The formulation fails on almost every level (except its success as a political tactic). First of all, governments and firms have been successfully steering science toward desired goals for the past 150 years (pretty much for as long as science has been at all relevant to technological advance). Of course some rather small percentage of science is devoted to letting scientists do their own thing, unencumbered by any expectation of useful outcomes, but this has never been a significant part of the public or private investment in research. Not only that, but the idea that scientists pursuing their own curiosity is the best way either to advance fundamental science, or to produce knowledge that will end up being useful, is pretty tough to support, too.
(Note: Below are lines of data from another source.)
/*
    scptool
    https://github.com/dbalsom/fluxfox

    Copyright 2024 Daniel Balsom

    Permission is hereby granted, free of charge, to any person obtaining a
    copy of this software and associated documentation files (the “Software”),
    to deal in the Software without restriction, including without limitation
    the rights to use, copy, modify, merge, publish, distribute, sublicense,
    and/or sell copies of the Software, and to permit persons to whom the
    Software is furnished to do so, subject to the following conditions:

    The above copyright notice and this permission notice shall be included in
    all copies or substantial portions of the Software.

    THE SOFTWARE IS PROVIDED “AS IS”, WITHOUT WARRANTY OF ANY KIND, EXPRESS OR
    IMPLIED, INCLUDING BUT NOT LIMITED TO THE WARRANTIES OF MERCHANTABILITY,
    FITNESS FOR A PARTICULAR PURPOSE AND NONINFRINGEMENT. IN NO EVENT SHALL THE
    AUTHORS OR COPYRIGHT HOLDERS BE LIABLE FOR ANY CLAIM, DAMAGES OR OTHER
    LIABILITY, WHETHER IN AN ACTION OF CONTRACT, TORT OR OTHERWISE, ARISING
    FROM, OUT OF OR IN CONNECTION WITH THE SOFTWARE OR THE USE OR OTHER
    DEALINGS IN THE SOFTWARE.

    --------------------------------------------------------------------------
*/
use crate::args::*;
use bpaf::{construct, Parser};
use std::path::PathBuf;

#[derive(Clone, Debug)]
pub(crate) struct InfoParams {
    pub(crate) in_file: PathBuf,
    pub(crate) track: Option<u32>,
}

pub(crate) fn info_parser() -> impl Parser<InfoParams> {
    let in_file = in_file_parser();
    let track = track_parser().optional();

    construct!(InfoParams { in_file, track })
}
Of course there are a standard set of anecdotes about the canonical heroes of pure science, Newton, Faraday, Einstein, and the like, and there will always be (we may hope) the very few true, untethered geniuses who can see things anew, but mostly, to use your analogy, K, scientists are just soldiers in the army, with relatively little freedom to do much beyond put the next brick in the wall that their predecessors, colleagues, funders, and institutions are laboring to construct. Daniel Engber?s Slate piece on mouse models in academic biomedical research compellingly documents this uncomfortable reality, and prompts the question: What if it?s the wrong wall?
rachel maddow dodgers magic johnson jetblue pilot solicitor general neighborhood watch face transplant
No comments:
Post a Comment
Note: Only a member of this blog may post a comment.